Start of DATASET ENTRIES

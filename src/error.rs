// Error types shared by the library modules. The binary converts these into
// `anyhow::Error` at the top level.

use std::time::Duration;
use thiserror::Error;

pub type Result<T, E = HoplaError> = std::result::Result<T, E>;

/// Errors that abort a whole command.
#[derive(Debug, Error)]
pub enum HoplaError {
    #[error("invalid checklist job: {0}")]
    InvalidJob(String),

    #[error("invalid argument: {0}")]
    InvalidArgument(String),

    #[error("credentials error: {0}")]
    Credentials(String),

    #[error("configuration error: {0}")]
    Config(String),

    #[error("I/O error: {0}")]
    Io(#[from] std::io::Error),

    #[error(transparent)]
    Request(#[from] RequestError),
}

/// Outcome of a single failed API call.
///
/// During a checklist batch these never escape: they are recorded in the
/// item's `Failed` result and the batch moves on.
#[derive(Debug, Clone, PartialEq, Eq, Error)]
pub enum RequestError {
    #[error("network failure: {0}")]
    Network(String),

    #[error("API error ({status}): {message}")]
    Api { status: u16, message: String },

    #[error("rate limit exceeded")]
    RateLimited { retry_after: Option<Duration> },

    #[error("malformed response: {0}")]
    MalformedBody(String),
}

End of DATASET ENTRIES

• **WORK INSTRUCTION**: The data must be duplicated exactly, with nothing left out.

• **EXPECTED ANSWER**:
filename src/error.rs
// Error types shared by the library modules. The binary converts these into
// `anyhow::Error` at the top level.

use std::time::Duration;
use thiserror::Error;

pub type Result<T, E = HoplaError> = std::result::Result<T, E>;

/// Errors that abort a whole command.
#[derive(Debug, Error)]
pub enum HoplaError {
    #[error("invalid checklist job: {0}")]
    InvalidJob(String),

    #[error("invalid argument: {0}")]
    InvalidArgument(String),

    #[error("credentials error: {0}")]
    Credentials(String),

    #[error("configuration error: {0}")]
    Config(String),

    #[error("I/O error: {0}")]
    Io(#[from] std::io::Error),

    #[error(transparent)]
    Request(#[from] RequestError),
}

/// Outcome of a single failed API call.
///
/// During a checklist batch these never escape: they are recorded in the
/// item's `Failed` result and the batch moves on.
#[derive(Debug, Clone, PartialEq, Eq, Error)]
pub enum RequestError {
    #[error("network failure: {0}")]
    Network(String),

    #[error("API error ({status}): {message}")]
    Api { status: u16, message: String },

    #[error("rate limit exceeded")]
    RateLimited { retry_after: Option<Duration> },

    #[error("malformed response: {0}")]
    MalformedBody(String),
}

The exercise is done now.